She cocked her head to the side, not buying it. “Your books have too many love stories to just be made up. They’re obviously based on things you’ve experienced.”

I let out a small laugh. “Love is just an emotion that invades my characters’ innocence.”

Her hand shook as she lifted her half-empty glass and said in a voice so soft that I could barely hear it, “Well, here’s to the innocence we once had.”

We talked more about the past, and as we spoke, a flood of memories came to mind, images of how things had been, our friends, our enemies too.
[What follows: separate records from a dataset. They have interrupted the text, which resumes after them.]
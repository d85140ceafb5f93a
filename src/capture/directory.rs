//! Directory-replay frame source.
//!
//! Plays back image files from a directory in sorted order, standing in for a
//! live camera. An unreadable or empty directory at open time is the
//! "camera could not be opened" terminal condition; an undecodable file mid-run
//! is a transient read, reported once and skipped.

use crate::capture::{Frame, FrameRead, FrameSource};
use crate::error::{Error, Result};
use std::path::{Path, PathBuf};
use tracing::{debug, warn};

/// Image file extensions accepted as frames.
const FRAME_EXTENSIONS: &[&str] = &["jpg", "jpeg", "png", "bmp", "webp"];

/// Frame source that replays image files from a directory.
#[derive(Debug)]
pub struct DirectorySource {
    files: Vec<PathBuf>,
    next: usize,
    loop_frames: bool,
}

impl DirectorySource {
    /// Open a directory of image files.
    ///
    /// With `loop_frames` the playback wraps around indefinitely, which
    /// mimics a camera that never runs dry.
    pub fn open(dir: &Path, loop_frames: bool) -> Result<Self> {
        let entries = std::fs::read_dir(dir).map_err(|e| Error::SourceOpen {
            path: dir.to_path_buf(),
            reason: e.to_string(),
        })?;

        let mut files: Vec<PathBuf> = entries
            .filter_map(std::result::Result::ok)
            .map(|entry| entry.path())
            .filter(|path| {
                path.extension()
                    .and_then(|ext| ext.to_str())
                    .is_some_and(|ext| {
                        FRAME_EXTENSIONS.contains(&ext.to_ascii_lowercase().as_str())
                    })
            })
            .collect();
        files.sort();

        if files.is_empty() {
            return Err(Error::NoFrames {
                path: dir.to_path_buf(),
            });
        }

        debug!("Opened frame directory {} ({} frames)", dir.display(), files.len());
        Ok(Self {
            files,
            next: 0,
            loop_frames,
        })
    }

    /// Number of frame files found at open time.
    pub fn frame_count(&self) -> usize {
        self.files.len()
    }
}

impl FrameSource for DirectorySource {
    fn next_frame(&mut self) -> Result<FrameRead> {
        if self.next >= self.files.len() {
            if !self.loop_frames {
                return Ok(FrameRead::End);
            }
            self.next = 0;
        }

        let path = self.files[self.next].clone();
        self.next += 1;

        match image::open(&path) {
            Ok(image) => {
                let tag = path
                    .file_stem()
                    .map_or_else(|| path.display().to_string(), |stem| {
                        stem.to_string_lossy().into_owned()
                    });
                Ok(FrameRead::Frame(Frame::new(image, tag)))
            }
            Err(e) => {
                warn!("Failed to decode frame {}: {e}", path.display());
                Ok(FrameRead::Transient)
            }
        }
    }
}
//! Wildwatch CLI entry point.

#![allow(clippy::print_stdout)]
#![allow(clippy::print_stderr)]

fn main() {
    if let Err(e) = wildwatch::run() {
        eprintln!("error: {e}");
        std::process::exit(1);
    }
}
//! Configuration type definitions.

use crate::constants::{
    DEFAULT_COOLDOWN_SECS, DEFAULT_EXCLUDED_LABELS, DEFAULT_FRAME_INTERVAL_MS, DEFAULT_LOG_FILE,
    DEFAULT_MIN_CONFIDENCE, DEFAULT_SPECIES_FILE, confidence,
};
use crate::error::{Error, Result};
use serde::{Deserialize, Serialize};
use std::path::PathBuf;

/// Complete application configuration.
#[derive(Debug, Clone, Default, Serialize, Deserialize)]
#[serde(default)]
pub struct Config {
    /// Detection gate settings.
    #[serde(default)]
    pub detection: DetectionConfig,

    /// File locations.
    #[serde(default)]
    pub paths: PathsConfig,
}

/// Detection gate and capture loop settings.
#[derive(Debug, Clone, Serialize, Deserialize)]
#[serde(default)]
pub struct DetectionConfig {
    /// Minimum confidence for logging a detection.
    pub min_confidence: f32,

    /// Per-species cooldown between log entries, in seconds.
    pub cooldown_secs: u64,

    /// Minimum interval between inference passes, in milliseconds.
    pub frame_interval_ms: u64,

    /// Classifier labels that are never logged.
    pub excluded_labels: Vec<String>,
}

impl Default for DetectionConfig {
    fn default() -> Self {
        Self {
            min_confidence: DEFAULT_MIN_CONFIDENCE,
            cooldown_secs: DEFAULT_COOLDOWN_SECS,
            frame_interval_ms: DEFAULT_FRAME_INTERVAL_MS,
            excluded_labels: DEFAULT_EXCLUDED_LABELS
                .iter()
                .map(ToString::to_string)
                .collect(),
        }
    }
}

/// File locations.
#[derive(Debug, Clone, Serialize, Deserialize)]
#[serde(default)]
pub struct PathsConfig {
    /// Detection log file.
    pub log_file: PathBuf,

    /// Species metadata file.
    pub species_file: PathBuf,
}

impl Default for PathsConfig {
    fn default() -> Self {
        Self {
            log_file: PathBuf::from(DEFAULT_LOG_FILE),
            species_file: PathBuf::from(DEFAULT_SPECIES_FILE),
        }
    }
}

/// Validate value ranges in a configuration.
pub fn validate_config(config: &Config) -> Result<()> {
    let min_conf = config.detection.min_confidence;
    if !(confidence::MIN..=confidence::MAX).contains(&min_conf) {
        return Err(Error::ConfigValidation {
            message: format!("min_confidence must be between 0.0 and 1.0, got {min_conf}"),
        });
    }
    Ok(())
}
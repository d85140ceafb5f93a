//! CLI argument parsing.

mod args;

pub use args::{Cli, Command, ConfigAction, LogsArgs, WatchArgs};
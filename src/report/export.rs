//! CSV export of the filtered detection table.

use crate::constants::{TIMESTAMP_FORMAT, confidence::DECIMAL_PLACES};
use crate::error::{Error, Result};
use crate::store::DetectionRecord;
use std::path::Path;

/// Write records to a CSV file mirroring the table view.
///
/// Columns: `Timestamp,Species,Category,Confidence Score`, with confidence
/// formatted as a percentage. Records are written in the order given.
pub fn export_csv(path: &Path, records: &[DetectionRecord]) -> Result<()> {
    let mut writer = csv::Writer::from_path(path).map_err(|e| Error::CsvExport {
        path: path.to_path_buf(),
        source: Box::new(e),
    })?;

    writer
        .write_record(["Timestamp", "Species", "Category", "Confidence Score"])
        .map_err(|e| Error::CsvExport {
            path: path.to_path_buf(),
            source: Box::new(e),
        })?;

    for record in records {
        writer
            .write_record([
                record.timestamp.format(TIMESTAMP_FORMAT).to_string(),
                record.class_name.clone(),
                record.category.clone(),
                format!(
                    "{:.prec$}%",
                    record.confidence_score * 100.0,
                    prec = DECIMAL_PLACES
                ),
            ])
            .map_err(|e| Error::CsvExport {
                path: path.to_path_buf(),
                source: Box::new(e),
            })?;
    }

    writer.flush().map_err(|e| Error::CsvExport {
        path: path.to_path_buf(),
        source: Box::new(e),
    })?;

    Ok(())
}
Then the laughter died, and the glow in her face disappeared. I imagined her remembering the words we had spoken on that night long ago.

She placed her hand on mine. “Each memory, every single one, is special.”

I resisted the urge to brush a strand of hair from her forehead. “I’ve had this recurring dream. I close my eyes and I’m back in the bar. Only this time I tell you what I was afraid to say then—that I loved you…that I’d loved you since the day we first met.” I placed my hand on the seatback in front of me, steadying my nerves. “You were my best friend, Jessie, but it wasn’t enough. You needed me then. I’ve needed you ever since. Our stars just never aligned.”

Her eyes welled up, and she changed the subject again. “Are you…” Her voice broke. “Are you working on anything new?”

I nodded and tried to blink away tears of my own.

“What’s it about?”

“It’s about how the simplest choices we make can change everything. How casual choices can lead us down a path we never intended to take. It’s about a decision that was made on a cold November night and the consequences that followed.”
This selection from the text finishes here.